Christopher Gray reports back after attending the Oxford Playhouse production of The Caucasian Chalk Circle

Last week’s admirable production of Bertolt Brecht’s The Caucasian Chalk Circle at Oxford Playhouse was one of many given over the years by student theatre groups. The very first was in 1959 and was the subject of some controversy. The story is told in fading clippings I found in a file at Newspaper House while hunting out my previous reviews of the play. I think the tale worth retelling today, not least for the opportunity to air some well-known names involved in it.

An unusual feature of the production was that it was not put on by Oxford University Dramatic Society, the Experimental Theatre Club or any of the college theatre groups. It was the work of Oxford University Labour Club.

Brecht, of course, has always had a strong appeal to the left, though his own politics are not always easy to divine from his writing. In this case, the impulse to stage the piece would appear to have come from the fact that the club’s chairman was one of the leading Oxford actors of the day.

This was Dennis Potter, a New College undergraduate later to find fame as a writer for television, one of the best there has ever been. He was also taking the leading role of Azdak, the boozy proletarian judge who settles the custody battle over a child that is central to the action.

The play was first in the news when a ban on performances, which were scheduled to be given at the Town Hall, was imposed by the Proctors, the annually elected officers whose role is to see that Oxford University operates in accordance with its statutes.

Their action was never officially explained but appeared to arise from a belief that all clubs should confine themselves to activities relating to the reason for their formation, in this case politics.

Their decision was first reported in the student newspaper Cherwell on January 21. In the report, Potter was quoted as saying: “This play will be produced whatever happens.” Cherwell’s Godfrey Morrison supplied telling detail when he wrote: “Support has come from some Labour members of Parliament who have sent financial assistance.”

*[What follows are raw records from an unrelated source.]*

use async_trait::async_trait;
use nr_core::{Article, ArticleProvider, Error, Result};
use std::path::Path;
use std::sync::Arc;
use tokio::sync::RwLock;

pub struct MemoryStore {
    articles: Vec<Article>,
}

impl MemoryStore {
    pub fn new() -> Self {
        Self { articles: Vec::new() }
    }

    pub fn store_article(&mut self, article: Article) {
        if let Some(existing) = self.articles.iter_mut().find(|a| a.id == article.id) {
            *existing = article;
        } else {
            self.articles.push(article);
        }
    }

    pub fn fetch_all(&self) -> Vec<Article> {
        self.articles.clone()
    }

    pub fn fetch_by_id(&self, id: &str) -> Option<Article> {
        self.articles.iter().find(|a| a.id == id).cloned()
    }
}

impl Default for MemoryStore {
    fn default() -> Self {
        Self::new()
    }
}

/// Article corpus held in memory, loaded once and read by every request.
#[derive(Clone, Default)]
pub struct InMemoryStorage {
    store: Arc<RwLock<MemoryStore>>,
}

impl InMemoryStorage {
    pub fn new() -> Self {
        Self::default()
    }

    pub fn with_articles(articles: impl IntoIterator<Item = Article>) -> Self {
        let mut store = MemoryStore::new();
        for article in articles {
            store.store_article(with_id(article));
        }
        Self {
            store: Arc::new(RwLock::new(store)),
        }
    }

    /// Parse a JSON array of articles. Records without an id get a fresh one.
    pub fn from_json_str(json: &str) -> Result<Self> {
        let articles: Vec<Article> = serde_json::from_str(json)?;
        Ok(Self::with_articles(articles))
    }

    pub async fn from_json_file(path: &Path) -> Result<Self> {
        let json = tokio::fs::read_to_string(path).await.map_err(|e| {
            Error::Storage(format!("Failed to read seed file {}: {}", path.display(), e))
        })?;
        let storage = Self::from_json_str(&json)?;
        tracing::debug!("Seeded storage from {}", path.display());
        Ok(storage)
    }

    pub async fn len(&self) -> usize {
        self.store.read().await.articles.len()
    }

    pub async fn is_empty(&self) -> bool {
        self.len().await == 0
    }
}

fn with_id(mut article: Article) -> Article {
    if article.id.trim().is_empty() {
        article.id = uuid::Uuid::new_v4().to_string();
    }
    article
}

#[async_trait]
impl ArticleProvider for InMemoryStorage {
    async fn fetch_all(&self) -> Result<Vec<Article>> {
        let store = self.store.read().await;
        Ok(store.fetch_all())
    }

    async fn fetch_by_id(&self, id: &str) -> Result<Option<Article>> {
        let store = self.store.read().await;
        Ok(store.fetch_by_id(id))
    }
}
pub mod memory;

pub use memory::InMemoryStorage;
pub mod cancel;
pub mod error;
pub mod geo;
pub mod models;
pub mod storage;
pub mod types;

pub use cancel::CancelSignal;
pub use error::Error;
pub use models::LanguageModel;
pub use storage::ArticleProvider;
pub use types::{
    Article, ArticleSummary, EntityExtraction, NewsQuery, QueryResult, SummaryOutcome,
    MAX_ARTICLES,
};

pub type Result<T> = std::result::Result<T, Error>;
use async_trait::async_trait;
use crate::types::Article;
use crate::Result;

#[async_trait]
pub trait ArticleProvider: Send + Sync {
    /// Snapshot of every article, in a stable order between calls.
    async fn fetch_all(&self) -> Result<Vec<Article>>;

    /// Look up a single article by its id
    async fn fetch_by_id(&self, id: &str) -> Result<Option<Article>>;
}
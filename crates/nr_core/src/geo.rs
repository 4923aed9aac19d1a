/// Mean Earth radius used by the haversine formula.
pub const EARTH_RADIUS_KM: f64 = 6371.0;

/// Great-circle distance in kilometers between two points given in degrees.
pub fn distance_km(lat1: f64, lon1: f64, lat2: f64, lon2: f64) -> f64 {
    let d_lat = (lat2 - lat1).to_radians();
    let d_lon = (lon2 - lon1).to_radians();
    let a = (d_lat / 2.0).sin().powi(2)
        + lat1.to_radians().cos() * lat2.to_radians().cos() * (d_lon / 2.0).sin().powi(2);
    let c = 2.0 * a.sqrt().atan2((1.0 - a).sqrt());
    EARTH_RADIUS_KM * c
}

pub fn is_valid_latitude(lat: f64) -> bool {
    (-90.0..=90.0).contains(&lat)
}

pub fn is_valid_longitude(lon: f64) -> bool {
    (-180.0..=180.0).contains(&lon)
}
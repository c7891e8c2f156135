//! Ordered rule storage
//!
//! Insertion order is significant: lookups scan from the most recently added
//! rule backwards and the first match wins, so later rules override earlier,
//! broader ones. Replacing a rule keeps its position.

use tracing::trace;

use crate::rule::{Rule, RuleKey};

/// Ordered collection of rules with unique [`RuleKey`]s
#[derive(Debug, Clone, Default)]
pub struct RuleRegistry {
    rules: Vec<Rule>,
}

impl RuleRegistry {
    pub fn new() -> Self {
        Self::default()
    }

    pub fn len(&self) -> usize {
        self.rules.len()
    }

    pub fn is_empty(&self) -> bool {
        self.rules.is_empty()
    }

    /// Rules in insertion order
    pub fn iter(&self) -> impl DoubleEndedIterator<Item = &Rule> {
        self.rules.iter()
    }

    pub fn as_slice(&self) -> &[Rule] {
        &self.rules
    }

    pub fn get(&self, index: usize) -> Option<&Rule> {
        self.rules.get(index)
    }

    /// Rule at an index handed out by [`push`](Self::push) or [`position`](Self::position)
    pub(crate) fn slot_mut(&mut self, index: usize) -> &mut Rule {
        &mut self.rules[index]
    }

    /// Position of the rule occupying `key`
    pub fn position(&self, key: &RuleKey) -> Option<usize> {
        self.rules.iter().position(|rule| &rule.key() == key)
    }

    /// Appends a rule and returns its index.
    ///
    /// Callers check [`position`](Self::position) first; keys stay unique.
    pub(crate) fn push(&mut self, rule: Rule) -> usize {
        self.rules.push(rule);
        self.rules.len() - 1
    }

    /// Swaps in a complete rule list
    pub(crate) fn replace_all(&mut self, rules: Vec<Rule>) {
        self.rules = rules;
    }

    pub fn clear(&mut self) {
        self.rules.clear();
    }

    /// Most recently added rule matching the triple
    pub fn find(&self, role: &str, resource: &str, action: &str) -> Option<&Rule> {
        let found = self
            .rules
            .iter()
            .rev()
            .find(|rule| rule.matches(role, resource, action));

        trace!(
            role = %role,
            resource = %resource,
            action = %action,
            matched = ?found.map(|rule| rule.pattern().source()),
            "Rule lookup"
        );

        found
    }
}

Who these political ‘angels’ were — one of them at least — only became known after the ban was lifted. The power of the gentleman involved may have had something to do with the fact that this happened within a day of Cherwell’s report.

On February 19, with the production still two weeks away, a number of national newspapers reported that a student actress involved in it was none other than the elder daughter of Hugh Gaitskell. Dennis Potter said the Labour leader had given “two guineas” to the production (ah, those long-ago guineas!) and “had a whip round the Commons smoking room to raise more”.

It was noted with amusement that Julia Gaitskell was playing ‘against type’ in the play as the aristocratic wife of a corrupt governor. One of her lines was gleefully quoted from the trial scene: “At least there are no common people here, thank God. I can’t stand their smell. It always gives me migraine.”

Political columnist Simon Ward wrote (where, I am unsure, since the cutting isn’t stamped): “I shall be looking forward to Mr Gaitskell’s facial expressions on the first night when Julia speaks those limes [sic — comically so].”

The Oxford Mail of February 19 said it was “rumoured” that Gaitskell would be there, in the company of a galaxy of other Labour stars, including Lord Pakenham (later Longford/Porn), John Strachey and Hugh Dalton.

I think it unlikely he did, though, for no mention was made of his presence in the first night review of the production which was penned by Peter Sykes, who later edited The Oxford Times.

In fact he scarcely mentioned Julia, merely stating that she had “a minor role”. Peter praised the laughter-making of Potter as the judge (a quality shared with last week’s Azdak Luke Rollason). As one of “two performances that saved the night” he cited the work of Margaret Forster, as the baby-rescuing maid Grusha. She later wrote the novel (soon filmed) Georgie Girl, among much else. The child was played by a loud-bawling Jane Nimmo-Smith, aged five, whom I would get to know in the Oxford of the 1970s.

Julia Gaitskell gave up the stage soon after to work on her degree at Somerville (where her younger sister Cressida studied too). She gained a second in PPE in July 1961, as did her fellow Somervillian Margaret Callaghan, the daughter of another Labour leader, ‘Sunny Jim’ Callaghan.

Both women bettered the showing in the same school of another child of a famous dad. David Dimbleby, the son of the BBC legend Richard Dimbleby, achieved only a third. Perhaps he had spent too much time editing Isis.